But plants do much more than just perceive and react. Plants communicate amongst themselves and with animals. Plants do so in many ways, both above and below ground; a growing body of research shows that plants can even detect and emit sounds (for a review, see [ 10 , 11 ]).

2. Communication through Sound

A growing body of research is showing that plants detect and emit sounds. This is unsurprising considering that there is no habitat colonized by plants that is without sound and taking into account their sessile nature and their age on Earth, it is reasonable to think that they have learned to do so.

2.1. What Is “Sound”

Briefly, sound is defined as a series of longitudinal waves of pressure that propagate through compressible media, such as air, liquids, or solids. Sound waves that fall in the range of frequencies between 20 Hz and 20 kHz belong to the audible sound, which is what a human ear can hear; frequencies below 20 Hz or higher than 20 kHz are defined as infrasound or ultrasound, respectively [ 12 ]. However, sound is not only vibration energy; it is also pressure generated by vibration waves that move through a suitable medium in the form of compression and rarefaction [ 12 ]. For a sound to be perceived, however, it is not sufficient that it consists of frequencies in the audible range; it must also have sufficient sound pressure, that is, the pressure variation produced by the acoustic phenomenon compared with the static value. For example, in the air a sound pressure of 20 µPa corresponds to a level of sound pressure of 0 dB [ 13 ].

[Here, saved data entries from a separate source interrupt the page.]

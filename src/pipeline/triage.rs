//! Triage pipeline: fetch → classify → summarize → notify.
//!
//! Short-circuit semantics: no unprocessed item and a Negative verdict are
//! successful terminal outcomes, not errors. Stages are not transactional —
//! a failed notification is reported but does not roll back the run.

use std::sync::Arc;

use tracing::{info, warn};

use crate::channels::{Item, ItemSource, NotificationSink};
use crate::classifier::{ClassificationVerdict, TieredClassifier};
use crate::config::DEFAULT_MAX_CONTENT_CHARS;
use crate::error::PipelineError;
use crate::llm::CompletionClient;
use crate::pipeline::context::PipelineContext;

/// Terminal outcome of one triage run.
#[derive(Debug)]
pub enum TriageOutcome {
    /// Source had nothing unprocessed.
    NoItem,
    /// Classification was Negative; summarize and notify never ran.
    Filtered { verdict: ClassificationVerdict },
    /// Summary built and handed to the sink.
    Notified {
        verdict: ClassificationVerdict,
        summary: String,
        /// False when the sink rejected the delivery (reported, non-fatal).
        delivered: bool,
    },
}

impl TriageOutcome {
    /// Short label for logging.
    pub fn label(&self) -> &'static str {
        match self {
            Self::NoItem => "no_item",
            Self::Filtered { .. } => "filtered",
            Self::Notified { .. } => "notified",
        }
    }
}

/// A completed triage run: the outcome plus the per-run context, when an
/// item was fetched.
#[derive(Debug)]
pub struct TriageRun {
    pub outcome: TriageOutcome,
    pub context: Option<PipelineContext>,
}

/// Orchestrates one fetch → classify → summarize → notify sequence.
pub struct TriagePipeline {
    source: Arc<dyn ItemSource>,
    classifier: TieredClassifier,
    llm: Arc<dyn CompletionClient>,
    sink: Arc<dyn NotificationSink>,
    max_content_chars: usize,
}

impl TriagePipeline {
    pub fn new(
        source: Arc<dyn ItemSource>,
        classifier: TieredClassifier,
        llm: Arc<dyn CompletionClient>,
        sink: Arc<dyn NotificationSink>,
    ) -> Self {
        Self {
            source,
            classifier,
            llm,
            sink,
            max_content_chars: DEFAULT_MAX_CONTENT_CHARS,
        }
    }

    pub fn with_max_content_chars(mut self, max: usize) -> Self {
        self.max_content_chars = max;
        self
    }

    /// Run the pipeline once against the newest unprocessed item.
    pub async fn run(&self) -> Result<TriageRun, PipelineError> {
        // Fetch
        let refs = self.source.list_unprocessed(1).await?;
        let Some(item_ref) = refs.into_iter().next() else {
            info!(source = self.source.name(), "No unprocessed items");
            return Ok(TriageRun {
                outcome: TriageOutcome::NoItem,
                context: None,
            });
        };
        let item = self.source.get(&item_ref.id).await?;
        info!(
            id = %item.id,
            sender = item.sender.as_deref().unwrap_or("(none)"),
            "Fetched item"
        );

        let mut ctx = PipelineContext::new(item);
        ctx.record("fetch", ctx.item.id.clone());

        // Classify
        let verdict = self.classifier.classify(&ctx.item).await?;
        ctx.record("classify", verdict.to_string());
        if !verdict.is_positive() {
            info!(id = %ctx.item.id, verdict = %verdict, "Item filtered");
            return Ok(TriageRun {
                outcome: TriageOutcome::Filtered { verdict },
                context: Some(ctx),
            });
        }

        // Summarize
        let prompt = build_summary_prompt(&ctx.item, self.max_content_chars);
        let summary = self
            .llm
            .complete(&prompt)
            .await
            .map_err(|e| PipelineError::Completion {
                stage: "summarize",
                source: e,
            })?;
        ctx.record("summarize", summary.clone());

        // Notify — delivery failure is reported, not fatal.
        let (title, body) = build_notification(&ctx.item, &summary);
        let delivered = match self.sink.send(&title, &body).await {
            Ok(()) => true,
            Err(e) => {
                warn!(
                    id = %ctx.item.id,
                    sink = self.sink.name(),
                    error = %e,
                    "Notification delivery failed"
                );
                false
            }
        };
        ctx.record("notify", if delivered { "delivered" } else { "failed" });
        info!(id = %ctx.item.id, delivered, "Triage run complete");

        Ok(TriageRun {
            outcome: TriageOutcome::Notified {
                verdict,
                summary,
                delivered,
            },
            context: Some(ctx),
        })
    }
}

/// Summarization prompt, bounded by the same content-length policy as the
/// classifier's fallback tier.
fn build_summary_prompt(item: &Item, max_content_chars: usize) -> String {
    let body: String = item.body.chars().take(max_content_chars).collect();
    format!("Summarize this email:\n\n{body}")
}

/// Format the (sender, subject, summary, permalink) tuple for the sink.
fn build_notification(item: &Item, summary: &str) -> (String, String) {
    let mut body = format!(
        "*From:* {}\n*Subject:* {}\n*Summary:* {}",
        item.sender.as_deref().unwrap_or("(unknown)"),
        item.subject.as_deref().unwrap_or("(no subject)"),
        summary,
    );
    if let Some(ref link) = item.permalink {
        body.push_str(&format!("\n[View Email]({link})"));
    }
    ("You've received a work email!".to_string(), body)
}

Application of sound at different frequencies, pressure levels, duration, and repetition of exposure periods has been proved to have an influence on plant growth, development, and germination [ 10 ]. Taken together, these studies belong to the field of Plant Acoustics. Whether or not sound perception and/or emission are used in plant communication is a fascinating field of research. However, for acoustic plant communication to exist, there needs to be an emitter, in other words, a source of sound and a receiver not only able to perceive the signal but also able to decipher and eventually perform a sort of coherent response.

Sound stimulation has been proven to switch on stress-induced genes [ 14 ] or enhance genes related to disease resistance [ 15 ], but there is also a sort of new age interest in growing plants with sound. Traditional ethnic music can positively affect the productivity and quality of plants. Many studies are heading in that direction: Javanese music has been applied to Chinese broccoli ( Brassica alboglabra ) plants [ 16 ], and Desmodyium girans (Telegraph plant) [ 17 ] and rice ( Oryza sativa ) [ 18 ] show better growth performance when exposed to Buddhist pirith chants.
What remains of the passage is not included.